## ASSIGNMENT
Copy word for word, please, the lines of the entries below running from the one containing "ImageBuffer::from_vec(width as u32, height" to the one containing "loop consults it.", both ends included.
#### SOURCE RECORDS ####
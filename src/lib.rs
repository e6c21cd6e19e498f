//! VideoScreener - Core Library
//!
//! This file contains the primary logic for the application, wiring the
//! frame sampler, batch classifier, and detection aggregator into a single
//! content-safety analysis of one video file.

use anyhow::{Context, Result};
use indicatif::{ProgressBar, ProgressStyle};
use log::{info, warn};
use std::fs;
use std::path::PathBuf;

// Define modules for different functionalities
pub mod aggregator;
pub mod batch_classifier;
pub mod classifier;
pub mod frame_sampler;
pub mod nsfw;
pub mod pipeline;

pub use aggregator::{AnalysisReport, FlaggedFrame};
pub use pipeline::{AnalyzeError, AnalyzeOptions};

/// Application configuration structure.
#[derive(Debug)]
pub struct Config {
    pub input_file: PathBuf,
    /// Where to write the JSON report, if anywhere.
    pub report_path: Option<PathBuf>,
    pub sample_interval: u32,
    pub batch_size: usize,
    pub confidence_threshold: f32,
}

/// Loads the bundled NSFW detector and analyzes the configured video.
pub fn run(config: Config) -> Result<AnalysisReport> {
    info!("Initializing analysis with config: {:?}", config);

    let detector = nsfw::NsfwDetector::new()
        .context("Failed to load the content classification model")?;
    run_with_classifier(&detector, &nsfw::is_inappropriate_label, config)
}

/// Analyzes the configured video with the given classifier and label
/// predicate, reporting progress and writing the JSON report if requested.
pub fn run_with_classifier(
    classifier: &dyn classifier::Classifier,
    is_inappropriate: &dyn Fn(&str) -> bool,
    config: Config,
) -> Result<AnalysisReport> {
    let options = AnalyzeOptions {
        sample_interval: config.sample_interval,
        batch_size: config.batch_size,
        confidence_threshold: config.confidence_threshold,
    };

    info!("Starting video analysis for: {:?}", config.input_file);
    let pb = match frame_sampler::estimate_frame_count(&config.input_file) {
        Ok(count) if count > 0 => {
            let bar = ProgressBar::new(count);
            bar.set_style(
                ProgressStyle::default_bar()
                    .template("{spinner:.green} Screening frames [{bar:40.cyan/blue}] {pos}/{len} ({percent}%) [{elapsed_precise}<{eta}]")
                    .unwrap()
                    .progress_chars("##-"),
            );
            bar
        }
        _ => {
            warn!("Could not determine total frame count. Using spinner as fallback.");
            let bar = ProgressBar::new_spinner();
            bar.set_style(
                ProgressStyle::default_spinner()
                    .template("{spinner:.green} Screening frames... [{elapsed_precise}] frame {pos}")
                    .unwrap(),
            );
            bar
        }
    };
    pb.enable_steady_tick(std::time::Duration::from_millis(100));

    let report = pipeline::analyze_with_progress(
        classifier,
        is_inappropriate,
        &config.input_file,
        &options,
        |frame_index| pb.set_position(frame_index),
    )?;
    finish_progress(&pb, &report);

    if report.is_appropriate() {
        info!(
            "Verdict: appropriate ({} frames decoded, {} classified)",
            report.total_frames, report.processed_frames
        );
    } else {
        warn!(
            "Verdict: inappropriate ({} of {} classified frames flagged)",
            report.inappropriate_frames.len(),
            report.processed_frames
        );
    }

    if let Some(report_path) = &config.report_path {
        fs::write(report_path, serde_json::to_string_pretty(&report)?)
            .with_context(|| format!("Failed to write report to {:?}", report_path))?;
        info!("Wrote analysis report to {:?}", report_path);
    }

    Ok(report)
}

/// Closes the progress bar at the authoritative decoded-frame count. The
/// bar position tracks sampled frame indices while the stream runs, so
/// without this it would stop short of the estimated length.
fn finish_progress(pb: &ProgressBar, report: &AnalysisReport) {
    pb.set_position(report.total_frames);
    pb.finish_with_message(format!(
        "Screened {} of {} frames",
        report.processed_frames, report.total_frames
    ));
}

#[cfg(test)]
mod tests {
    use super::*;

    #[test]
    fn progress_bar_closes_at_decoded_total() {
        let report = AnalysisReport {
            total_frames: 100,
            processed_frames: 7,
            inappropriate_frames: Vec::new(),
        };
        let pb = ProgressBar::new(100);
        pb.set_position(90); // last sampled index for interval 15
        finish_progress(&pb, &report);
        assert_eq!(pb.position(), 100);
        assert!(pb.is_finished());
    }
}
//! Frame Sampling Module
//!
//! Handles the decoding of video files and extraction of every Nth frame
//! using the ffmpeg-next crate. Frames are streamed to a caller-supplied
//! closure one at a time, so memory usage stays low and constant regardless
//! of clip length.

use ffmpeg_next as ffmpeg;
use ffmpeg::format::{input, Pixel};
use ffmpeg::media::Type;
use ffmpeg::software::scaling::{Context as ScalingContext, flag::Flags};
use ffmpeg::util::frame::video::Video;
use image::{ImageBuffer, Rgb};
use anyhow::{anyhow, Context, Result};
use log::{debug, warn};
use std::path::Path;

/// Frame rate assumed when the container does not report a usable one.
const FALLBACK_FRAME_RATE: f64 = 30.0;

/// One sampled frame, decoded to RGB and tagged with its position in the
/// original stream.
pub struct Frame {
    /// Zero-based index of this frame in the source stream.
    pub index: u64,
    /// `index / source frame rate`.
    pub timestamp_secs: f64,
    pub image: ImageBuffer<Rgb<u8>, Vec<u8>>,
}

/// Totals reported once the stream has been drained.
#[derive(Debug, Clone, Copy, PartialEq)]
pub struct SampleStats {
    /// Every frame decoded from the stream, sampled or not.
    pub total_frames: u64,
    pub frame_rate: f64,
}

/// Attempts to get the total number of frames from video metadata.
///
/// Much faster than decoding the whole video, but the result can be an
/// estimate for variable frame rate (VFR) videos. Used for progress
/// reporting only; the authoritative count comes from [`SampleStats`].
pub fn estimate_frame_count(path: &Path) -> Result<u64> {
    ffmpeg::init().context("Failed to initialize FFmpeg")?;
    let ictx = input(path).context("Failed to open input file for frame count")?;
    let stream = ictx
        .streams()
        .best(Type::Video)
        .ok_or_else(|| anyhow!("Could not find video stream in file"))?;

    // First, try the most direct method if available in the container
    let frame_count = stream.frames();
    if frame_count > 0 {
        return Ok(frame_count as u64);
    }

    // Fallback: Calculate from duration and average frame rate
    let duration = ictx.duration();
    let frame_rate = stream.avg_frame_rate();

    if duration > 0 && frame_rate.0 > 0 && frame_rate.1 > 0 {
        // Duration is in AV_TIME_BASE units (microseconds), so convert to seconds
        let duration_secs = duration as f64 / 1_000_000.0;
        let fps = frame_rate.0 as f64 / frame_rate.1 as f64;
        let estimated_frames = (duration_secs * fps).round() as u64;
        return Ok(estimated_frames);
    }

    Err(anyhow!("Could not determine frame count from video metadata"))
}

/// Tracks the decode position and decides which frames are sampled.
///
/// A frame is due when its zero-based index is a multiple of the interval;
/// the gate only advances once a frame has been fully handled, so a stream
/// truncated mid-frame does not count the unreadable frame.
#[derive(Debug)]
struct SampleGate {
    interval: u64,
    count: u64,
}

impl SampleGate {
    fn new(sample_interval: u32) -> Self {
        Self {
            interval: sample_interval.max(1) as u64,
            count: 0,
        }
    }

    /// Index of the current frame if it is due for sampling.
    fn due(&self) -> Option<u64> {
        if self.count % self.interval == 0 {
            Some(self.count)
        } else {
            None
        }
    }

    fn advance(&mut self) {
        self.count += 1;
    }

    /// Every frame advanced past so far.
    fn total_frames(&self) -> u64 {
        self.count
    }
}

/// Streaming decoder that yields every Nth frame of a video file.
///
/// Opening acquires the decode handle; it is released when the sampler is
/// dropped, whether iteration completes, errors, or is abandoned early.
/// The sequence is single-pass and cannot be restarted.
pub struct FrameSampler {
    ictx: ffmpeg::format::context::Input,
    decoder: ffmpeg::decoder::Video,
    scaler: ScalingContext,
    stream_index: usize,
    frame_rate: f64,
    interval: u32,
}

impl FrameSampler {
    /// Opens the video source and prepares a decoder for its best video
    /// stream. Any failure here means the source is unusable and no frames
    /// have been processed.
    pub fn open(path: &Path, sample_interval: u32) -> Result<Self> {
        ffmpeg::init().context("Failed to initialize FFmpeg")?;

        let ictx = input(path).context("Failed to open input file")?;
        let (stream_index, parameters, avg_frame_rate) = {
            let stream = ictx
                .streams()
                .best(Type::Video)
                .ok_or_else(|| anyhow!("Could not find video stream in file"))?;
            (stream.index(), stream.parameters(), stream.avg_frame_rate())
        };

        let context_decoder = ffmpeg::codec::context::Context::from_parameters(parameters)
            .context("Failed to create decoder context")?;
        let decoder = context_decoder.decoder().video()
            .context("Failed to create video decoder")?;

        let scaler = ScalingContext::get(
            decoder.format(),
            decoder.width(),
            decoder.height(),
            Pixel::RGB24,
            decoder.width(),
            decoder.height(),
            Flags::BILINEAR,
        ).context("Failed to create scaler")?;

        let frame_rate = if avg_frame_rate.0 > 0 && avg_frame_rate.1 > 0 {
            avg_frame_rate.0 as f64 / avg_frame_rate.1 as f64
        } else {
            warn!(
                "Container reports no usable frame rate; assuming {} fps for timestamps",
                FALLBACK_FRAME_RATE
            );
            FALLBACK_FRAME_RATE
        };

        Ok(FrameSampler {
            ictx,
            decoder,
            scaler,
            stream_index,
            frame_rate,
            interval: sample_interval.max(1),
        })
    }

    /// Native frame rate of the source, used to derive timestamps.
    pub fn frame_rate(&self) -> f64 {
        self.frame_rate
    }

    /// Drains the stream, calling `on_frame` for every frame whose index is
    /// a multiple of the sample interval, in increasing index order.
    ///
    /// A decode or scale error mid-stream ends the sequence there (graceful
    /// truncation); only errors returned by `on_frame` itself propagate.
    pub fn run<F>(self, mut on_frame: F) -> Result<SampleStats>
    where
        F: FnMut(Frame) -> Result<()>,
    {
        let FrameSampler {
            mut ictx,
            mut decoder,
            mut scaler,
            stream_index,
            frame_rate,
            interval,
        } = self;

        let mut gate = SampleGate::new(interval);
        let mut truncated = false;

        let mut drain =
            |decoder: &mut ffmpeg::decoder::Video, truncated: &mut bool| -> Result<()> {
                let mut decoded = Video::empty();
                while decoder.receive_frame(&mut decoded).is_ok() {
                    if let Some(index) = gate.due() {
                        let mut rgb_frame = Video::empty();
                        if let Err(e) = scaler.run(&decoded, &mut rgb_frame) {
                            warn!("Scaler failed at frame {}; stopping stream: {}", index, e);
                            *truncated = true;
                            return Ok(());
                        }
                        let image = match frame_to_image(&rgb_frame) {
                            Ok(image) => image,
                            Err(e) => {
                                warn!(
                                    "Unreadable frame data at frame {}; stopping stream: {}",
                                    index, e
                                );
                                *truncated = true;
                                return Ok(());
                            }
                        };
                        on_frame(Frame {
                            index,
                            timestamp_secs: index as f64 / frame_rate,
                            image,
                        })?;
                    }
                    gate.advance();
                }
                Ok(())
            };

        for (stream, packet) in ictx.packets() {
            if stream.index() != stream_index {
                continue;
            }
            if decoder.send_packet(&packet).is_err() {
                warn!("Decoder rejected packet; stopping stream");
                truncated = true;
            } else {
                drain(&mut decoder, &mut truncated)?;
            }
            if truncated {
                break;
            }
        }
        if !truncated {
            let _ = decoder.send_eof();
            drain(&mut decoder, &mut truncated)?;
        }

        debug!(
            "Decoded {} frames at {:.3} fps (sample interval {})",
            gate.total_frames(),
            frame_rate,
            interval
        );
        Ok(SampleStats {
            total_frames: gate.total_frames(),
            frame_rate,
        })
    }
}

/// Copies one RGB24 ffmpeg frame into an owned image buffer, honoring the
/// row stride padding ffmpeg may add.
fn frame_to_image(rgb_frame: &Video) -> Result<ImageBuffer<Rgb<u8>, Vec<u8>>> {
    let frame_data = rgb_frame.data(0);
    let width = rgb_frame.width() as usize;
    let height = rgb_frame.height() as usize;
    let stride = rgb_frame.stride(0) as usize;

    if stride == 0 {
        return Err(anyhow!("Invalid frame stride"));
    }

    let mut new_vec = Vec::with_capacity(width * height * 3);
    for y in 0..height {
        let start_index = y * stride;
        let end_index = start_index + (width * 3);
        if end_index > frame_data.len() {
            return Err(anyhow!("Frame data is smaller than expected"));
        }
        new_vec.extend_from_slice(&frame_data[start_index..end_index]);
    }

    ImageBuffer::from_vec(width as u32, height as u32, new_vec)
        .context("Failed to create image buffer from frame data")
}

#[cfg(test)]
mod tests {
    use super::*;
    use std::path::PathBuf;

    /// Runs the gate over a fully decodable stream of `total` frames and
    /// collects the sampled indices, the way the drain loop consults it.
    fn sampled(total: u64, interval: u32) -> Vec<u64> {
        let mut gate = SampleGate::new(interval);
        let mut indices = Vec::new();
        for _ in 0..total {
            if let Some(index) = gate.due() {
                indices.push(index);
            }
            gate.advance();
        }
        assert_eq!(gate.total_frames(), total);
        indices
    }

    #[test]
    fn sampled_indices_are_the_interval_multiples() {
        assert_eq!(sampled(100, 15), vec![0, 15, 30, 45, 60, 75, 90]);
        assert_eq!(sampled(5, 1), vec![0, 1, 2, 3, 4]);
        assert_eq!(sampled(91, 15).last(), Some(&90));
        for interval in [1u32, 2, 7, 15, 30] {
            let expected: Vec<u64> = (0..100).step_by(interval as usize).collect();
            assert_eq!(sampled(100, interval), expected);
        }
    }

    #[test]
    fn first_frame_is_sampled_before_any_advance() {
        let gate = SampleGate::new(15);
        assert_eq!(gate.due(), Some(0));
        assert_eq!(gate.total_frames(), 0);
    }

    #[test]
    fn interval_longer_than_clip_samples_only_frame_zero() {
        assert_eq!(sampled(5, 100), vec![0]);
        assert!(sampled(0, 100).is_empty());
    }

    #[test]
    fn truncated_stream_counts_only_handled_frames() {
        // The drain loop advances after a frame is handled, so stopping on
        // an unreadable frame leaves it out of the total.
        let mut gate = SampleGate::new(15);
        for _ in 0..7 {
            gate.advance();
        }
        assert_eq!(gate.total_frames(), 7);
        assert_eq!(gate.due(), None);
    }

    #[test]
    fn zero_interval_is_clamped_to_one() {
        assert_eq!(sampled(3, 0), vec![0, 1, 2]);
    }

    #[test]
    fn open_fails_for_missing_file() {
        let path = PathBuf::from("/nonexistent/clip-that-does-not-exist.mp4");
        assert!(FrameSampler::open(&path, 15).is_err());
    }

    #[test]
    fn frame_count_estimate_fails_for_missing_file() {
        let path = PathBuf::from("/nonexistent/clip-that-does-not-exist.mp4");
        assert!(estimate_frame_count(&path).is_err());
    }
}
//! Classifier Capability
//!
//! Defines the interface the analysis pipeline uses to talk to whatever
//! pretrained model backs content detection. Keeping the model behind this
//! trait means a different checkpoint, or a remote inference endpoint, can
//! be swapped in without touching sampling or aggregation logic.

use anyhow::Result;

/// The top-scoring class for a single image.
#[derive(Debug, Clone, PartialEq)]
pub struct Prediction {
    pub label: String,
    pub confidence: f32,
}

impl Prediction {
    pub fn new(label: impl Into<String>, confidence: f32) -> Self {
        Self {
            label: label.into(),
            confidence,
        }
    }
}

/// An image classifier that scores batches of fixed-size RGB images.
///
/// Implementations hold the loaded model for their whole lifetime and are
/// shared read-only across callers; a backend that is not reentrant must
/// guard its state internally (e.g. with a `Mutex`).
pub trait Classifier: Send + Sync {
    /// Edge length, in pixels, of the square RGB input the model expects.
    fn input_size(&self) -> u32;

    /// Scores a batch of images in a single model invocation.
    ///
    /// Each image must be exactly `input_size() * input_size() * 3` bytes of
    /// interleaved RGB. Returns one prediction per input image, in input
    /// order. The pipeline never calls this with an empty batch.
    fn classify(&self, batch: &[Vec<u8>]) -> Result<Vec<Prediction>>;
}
####
## WRITTEN RESPONSE
    ImageBuffer::from_vec(width as u32, height as u32, new_vec)
        .context("Failed to create image buffer from frame data")
}

#[cfg(test)]
mod tests {
    use super::*;
    use std::path::PathBuf;

    /// Runs the gate over a fully decodable stream of `total` frames and
    /// collects the sampled indices, the way the drain loop consults it.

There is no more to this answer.